[Items listed in a dataset]
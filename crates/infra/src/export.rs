//! CSV exports of ledger data.
//!
//! Each dataset is rendered from the same active rows the JSON API returns.
//! Monetary columns are written as exact decimals; the dashboard export is a
//! two-column `metric,value` sheet.

use std::fmt;
use std::str::FromStr;

use chrono::{DateTime, NaiveDate, Utc};
use rust_decimal::Decimal;
use serde::Serialize;

use propledger_core::{
    ContractId, CustomerId, DomainError, InstallmentId, Money, SafeId, UnitId, VoucherId,
};
use propledger_ledger::{Contract, DashboardSummary, Installment, Safe, Voucher};

use crate::store::StoreError;

#[derive(Debug, Copy, Clone, PartialEq, Eq)]
pub enum Dataset {
    Vouchers,
    Contracts,
    Installments,
    Safes,
    Dashboard,
}

impl Dataset {
    pub fn as_str(self) -> &'static str {
        match self {
            Dataset::Vouchers => "vouchers",
            Dataset::Contracts => "contracts",
            Dataset::Installments => "installments",
            Dataset::Safes => "safes",
            Dataset::Dashboard => "dashboard",
        }
    }

    pub fn file_name(self) -> String {
        format!("{}.csv", self.as_str())
    }
}

impl fmt::Display for Dataset {
    fn fmt(&self, f: &mut fmt::Formatter<'_>) -> fmt::Result {
        f.write_str(self.as_str())
    }
}

impl FromStr for Dataset {
    type Err = DomainError;

    /// Accepts the bare name or the `.csv` file name.
    fn from_str(s: &str) -> Result<Self, Self::Err> {
        match s.strip_suffix(".csv").unwrap_or(s) {
            "vouchers" => Ok(Dataset::Vouchers),
            "contracts" => Ok(Dataset::Contracts),
            "installments" => Ok(Dataset::Installments),
            "safes" => Ok(Dataset::Safes),
            "dashboard" => Ok(Dataset::Dashboard),
            other => Err(DomainError::validation(format!("export: unknown dataset '{other}'"))),
        }
    }
}

#[derive(Serialize)]
struct VoucherRow<'a> {
    id: VoucherId,
    date: NaiveDate,
    kind: &'static str,
    amount: Money,
    safe_id: SafeId,
    unit_id: Option<UnitId>,
    party_name: Option<&'a str>,
    description: &'a str,
    created_at: DateTime<Utc>,
}

#[derive(Serialize)]
struct ContractRow<'a> {
    id: ContractId,
    unit_id: UnitId,
    customer_id: CustomerId,
    start_date: NaiveDate,
    total_price: Money,
    discount_amount: Money,
    net_price: Money,
    broker_name: Option<&'a str>,
    broker_amount: Money,
}

#[derive(Serialize)]
struct InstallmentRow {
    id: InstallmentId,
    unit_id: UnitId,
    contract_id: Option<ContractId>,
    due_date: NaiveDate,
    amount: Money,
    paid_amount: Money,
    status: &'static str,
}

#[derive(Serialize)]
struct SafeRow<'a> {
    id: SafeId,
    name: &'a str,
    opening_balance: Money,
    balance: Money,
}

#[derive(Serialize)]
struct MetricRow {
    metric: &'static str,
    value: String,
}

pub fn vouchers_csv(vouchers: &[Voucher]) -> Result<String, StoreError> {
    write_rows(vouchers.iter().map(|v| VoucherRow {
        id: v.id,
        date: v.date,
        kind: v.kind.as_str(),
        amount: v.amount,
        safe_id: v.safe_id,
        unit_id: v.unit_id,
        party_name: v.party_name.as_deref(),
        description: &v.description,
        created_at: v.created_at,
    }))
}

pub fn contracts_csv(contracts: &[Contract]) -> Result<String, StoreError> {
    write_rows(contracts.iter().map(|c| ContractRow {
        id: c.id,
        unit_id: c.unit_id,
        customer_id: c.customer_id,
        start_date: c.start_date,
        total_price: c.total_price,
        discount_amount: c.discount_amount,
        net_price: c.net_price().round2(),
        broker_name: c.broker_name.as_deref(),
        broker_amount: c.broker_amount,
    }))
}

pub fn installments_csv(installments: &[Installment]) -> Result<String, StoreError> {
    write_rows(installments.iter().map(|i| InstallmentRow {
        id: i.id,
        unit_id: i.unit_id,
        contract_id: i.contract_id,
        due_date: i.due_date,
        amount: i.amount,
        paid_amount: i.paid_amount,
        status: i.status.as_str(),
    }))
}

pub fn safes_csv(safes: &[Safe]) -> Result<String, StoreError> {
    write_rows(safes.iter().map(|s| SafeRow {
        id: s.id,
        name: &s.name,
        opening_balance: s.opening_balance,
        balance: s.balance,
    }))
}

pub fn dashboard_csv(summary: &DashboardSummary) -> Result<String, StoreError> {
    let money = |m: Money| m.amount().to_string();
    let count = |n: usize| n.to_string();
    let pct = |d: Decimal| d.to_string();

    write_rows([
        MetricRow { metric: "total_sales", value: money(summary.total_sales) },
        MetricRow { metric: "total_receipts", value: money(summary.total_receipts) },
        MetricRow { metric: "total_expenses", value: money(summary.total_expenses) },
        MetricRow { metric: "net_profit", value: money(summary.net_profit) },
        MetricRow { metric: "collection_percentage", value: pct(summary.collection_percentage) },
        MetricRow { metric: "safes_balance", value: money(summary.safes_balance) },
        MetricRow { metric: "contracts", value: count(summary.contracts) },
        MetricRow { metric: "units_available", value: count(summary.units.available) },
        MetricRow { metric: "units_reserved", value: count(summary.units.reserved) },
        MetricRow { metric: "units_sold", value: count(summary.units.sold) },
        MetricRow { metric: "overdue_installments", value: count(summary.overdue_installments) },
    ])
}

fn write_rows<R: Serialize>(rows: impl IntoIterator<Item = R>) -> Result<String, StoreError> {
    let mut writer = csv::Writer::from_writer(Vec::new());
    for row in rows {
        writer
            .serialize(row)
            .map_err(|e| StoreError::Serialization(format!("csv: {e}")))?;
    }
    let bytes = writer
        .into_inner()
        .map_err(|e| StoreError::Serialization(format!("csv: {e}")))?;
    String::from_utf8(bytes).map_err(|e| StoreError::Serialization(format!("csv: {e}")))
}

#[cfg(test)]
mod tests {
    use super::*;
    use propledger_ledger::{SafeDraft, VoucherDraft, VoucherKind};
    use rust_decimal_macros::dec;

    #[test]
    fn dataset_names_parse_with_or_without_extension() {
        assert_eq!("vouchers".parse::<Dataset>().unwrap(), Dataset::Vouchers);
        assert_eq!("dashboard.csv".parse::<Dataset>().unwrap(), Dataset::Dashboard);
        assert!("ledger.xlsx".parse::<Dataset>().is_err());
        assert_eq!(Dataset::Safes.file_name(), "safes.csv");
    }

    #[test]
    fn voucher_export_has_header_and_one_line_per_row() {
        let safe_id = SafeId::new();
        let voucher = Voucher::record(
            VoucherId::new(),
            VoucherDraft {
                kind: VoucherKind::Receipt,
                date: NaiveDate::from_ymd_opt(2024, 3, 1).unwrap(),
                amount: Money::new(dec!(1250.50)),
                safe_id,
                description: "down payment, unit 4".into(),
                party_name: Some("Omar".into()),
                unit_id: None,
            },
            Utc::now(),
        );

        let csv = vouchers_csv(&[voucher]).unwrap();
        let mut lines = csv.lines();
        assert_eq!(
            lines.next().unwrap(),
            "id,date,kind,amount,safe_id,unit_id,party_name,description,created_at"
        );
        let row = lines.next().unwrap();
        assert!(row.contains(",receipt,1250.50,"));
        assert!(row.contains("\"down payment, unit 4\""));
        assert!(lines.next().is_none());
    }

    #[test]
    fn safes_export_lists_balances() {
        let safe = Safe::open(
            SafeId::new(),
            SafeDraft { name: "Main".into(), opening_balance: Money::from(1000), notes: None },
            Utc::now(),
        );
        let csv = safes_csv(&[safe]).unwrap();
        assert!(csv.starts_with("id,name,opening_balance,balance\n"));
        assert!(csv.contains(",Main,1000,1000"));
    }
}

REQUIRED WORK — How many lines of these entries contain the string "ContractRow"? Reply with the number alone.

EXERCISE RESULT — 2